28 Day Journal: Starting the journey


Photo Credit: Macy Fowler

Macy Fowler

Nowadays I feel like I’m on a roller coaster where I am unable to catch my breath during school. I’m continuously moving from one class to another, adding homework to my notes, and stressing about everything. Plenty of people go through life using a solid coping mechanism or a way to destress, but I still feel stressed out within daily life. Healthy coping mechanisms include listening to music, exercising, painting, drawing, or reading but it differs for every person. As soon as I get home from school, I’ve got an option to relax or start working on homework right away. Even that choice brings me a small amount of stress because if I take a break, then in my eyes I’m wasting time, but on the other hand I feel so worn out and just want to relax. As a sophomore, I feel like I’m very stressed out over little, simple things that could easily be fixed by a quick decision. I tend to overthink things and the outcomes of my decisions, and I’m slowly realizing that it isn’t a positive way to live life.

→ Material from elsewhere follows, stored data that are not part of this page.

use bumpalo::Bump;

use crate::{Float, Normal3, Point2f, Point3f, Vec3f};
use crate::reflection::{BxDF, ConductorBxDF, DielectricBxDF, DiffuseBxDF, TrowbridgeReitz};
use crate::spectrum::{ConstantSpectrum, SampledWavelengths, Spectrum, SpectrumKind};

/// What a material sees of the surface point it is evaluated at.
#[derive(Clone, Copy, Debug)]
pub struct MaterialEvalContext {
    pub p: Point3f,
    pub wo: Vec3f,
    pub n: Normal3,
    pub ns: Normal3,
    pub dpdus: Vec3f,
    pub uv: Point2f,
}

pub trait MaterialKind {
    /// Evaluates the material into a BxDF allocated in `arena`. May terminate the secondary
    /// wavelengths of `lambda` when the scattering depends on wavelength.
    fn get_bxdf<'b>(
        &self,
        ctx: &MaterialEvalContext,
        lambda: &mut SampledWavelengths,
        arena: &'b Bump,
    ) -> Option<BxDF<'b>>;
}

tagged_handle! {
    pub enum Material<'a>: &'a {
        Diffuse(DiffuseMaterial),
        Conductor(ConductorMaterial),
        Dielectric(DielectricMaterial),
    }
}

impl<'a> MaterialKind for Material<'a> {
    fn get_bxdf<'b>(
        &self,
        ctx: &MaterialEvalContext,
        lambda: &mut SampledWavelengths,
        arena: &'b Bump,
    ) -> Option<BxDF<'b>> {
        each_kind!(self, Diffuse, Conductor, Dielectric => |m| m.get_bxdf(ctx, lambda, arena))
    }
}

/// Microfacet roughness, optionally given in the perceptual [0, 1] parameterization.
#[derive(Clone, Copy, Debug)]
pub struct Roughness {
    pub u: Float,
    pub v: Float,
    pub remap: bool,
}

impl Roughness {
    pub fn smooth() -> Self {
        Self { u: 0.0, v: 0.0, remap: false }
    }

    pub fn isotropic(r: Float) -> Self {
        Self { u: r, v: r, remap: true }
    }

    fn distribution(&self) -> TrowbridgeReitz {
        if self.remap {
            TrowbridgeReitz::new(
                TrowbridgeReitz::roughness_to_alpha(self.u),
                TrowbridgeReitz::roughness_to_alpha(self.v),
            )
        } else {
            TrowbridgeReitz::new(self.u, self.v)
        }
    }
}

#[derive(Clone, Debug)]
pub struct DiffuseMaterial {
    reflectance: Spectrum,
}

impl DiffuseMaterial {
    pub fn new(reflectance: Spectrum) -> Self {
        Self { reflectance }
    }
}

impl MaterialKind for DiffuseMaterial {
    fn get_bxdf<'b>(
        &self,
        _ctx: &MaterialEvalContext,
        lambda: &mut SampledWavelengths,
        arena: &'b Bump,
    ) -> Option<BxDF<'b>> {
        let r = self.reflectance.sample(lambda).clamp(0.0, 1.0);
        Some(BxDF::from(&*arena.alloc(DiffuseBxDF::new(r))))
    }
}

#[derive(Clone, Debug)]
pub struct ConductorMaterial {
    eta: Spectrum,
    k: Spectrum,
    roughness: Roughness,
}

impl ConductorMaterial {
    pub fn new(eta: Spectrum, k: Spectrum, roughness: Roughness) -> Self {
        Self { eta, k, roughness }
    }
}

impl MaterialKind for ConductorMaterial {
    fn get_bxdf<'b>(
        &self,
        _ctx: &MaterialEvalContext,
        lambda: &mut SampledWavelengths,
        arena: &'b Bump,
    ) -> Option<BxDF<'b>> {
        let eta = self.eta.sample(lambda);
        let k = self.k.sample(lambda);
        let bxdf = ConductorBxDF::new(self.roughness.distribution(), eta, k);
        Some(BxDF::from(&*arena.alloc(bxdf)))
    }
}

#[derive(Clone, Debug)]
pub struct DielectricMaterial {
    eta: Spectrum,
    roughness: Roughness,
}

impl DielectricMaterial {
    pub fn new(eta: Spectrum, roughness: Roughness) -> Self {
        Self { eta, roughness }
    }
}

impl MaterialKind for DielectricMaterial {
    fn get_bxdf<'b>(
        &self,
        _ctx: &MaterialEvalContext,
        lambda: &mut SampledWavelengths,
        arena: &'b Bump,
    ) -> Option<BxDF<'b>> {
        let mut eta = self.eta.value(lambda.lambda(0));
        // a dispersive interface sends each wavelength a different way
        if !self.eta.is::<ConstantSpectrum>() {
            lambda.terminate_secondary();
        }
        if eta == 0.0 {
            eta = 1.0;
        }
        let bxdf = DielectricBxDF::new(eta, self.roughness.distribution());
        Some(BxDF::from(&*arena.alloc(bxdf)))
    }
}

Lately I’ve been hearing more talk about keeping a detailed journal of your daily events, whether it’s electronically or physical. According to the University of Rochester Medical Center, journaling has many benefits to reap. Journaling can help manage your anxiety, will help you destress, and become a healthy coping mechanism. It especially helps track your daily moods and see what triggered you to be in a lower or higher mood. It becomes a great space for self-positivity and no one has to read it unless you want them to. You could write down daily or weekly goals and to-do lists to help you get through the week. It doesn’t matter how long you’re journaling for, what matters is how you feel afterwards.

I have decided to keep a semi-detailed journal for the month of February, giving myself 28 days to see if journaling can be helpful to a stressed out high school student. I have set some rules for myself and have to completely stick to them for the next 28 days. No matter what, I have to have at least one entry down everyday to hopefully see a growth. The entry length doesn’t matter as long as I talk about my mood throughout the day and my stress level, yet details are appreciated and encouraged. Plus, if I find any songs that have helped me relax during the day, I will write them down as future reference. If I break either rule, my next entry has to be double what I wrote last, lengthwise. The goal isn’t surrounded by the writing, which is simply a way to check myself, the main goal for me is to see an improvement on my stress levels. I will publish weekly check-ins where I describe any changes within my stress.

If you are someone who has thought about journaling in the past, try it with me this February to see if there’s any healthy changes for you. Find a notebook, a pen, and be ready to motivate yourself throughout this month.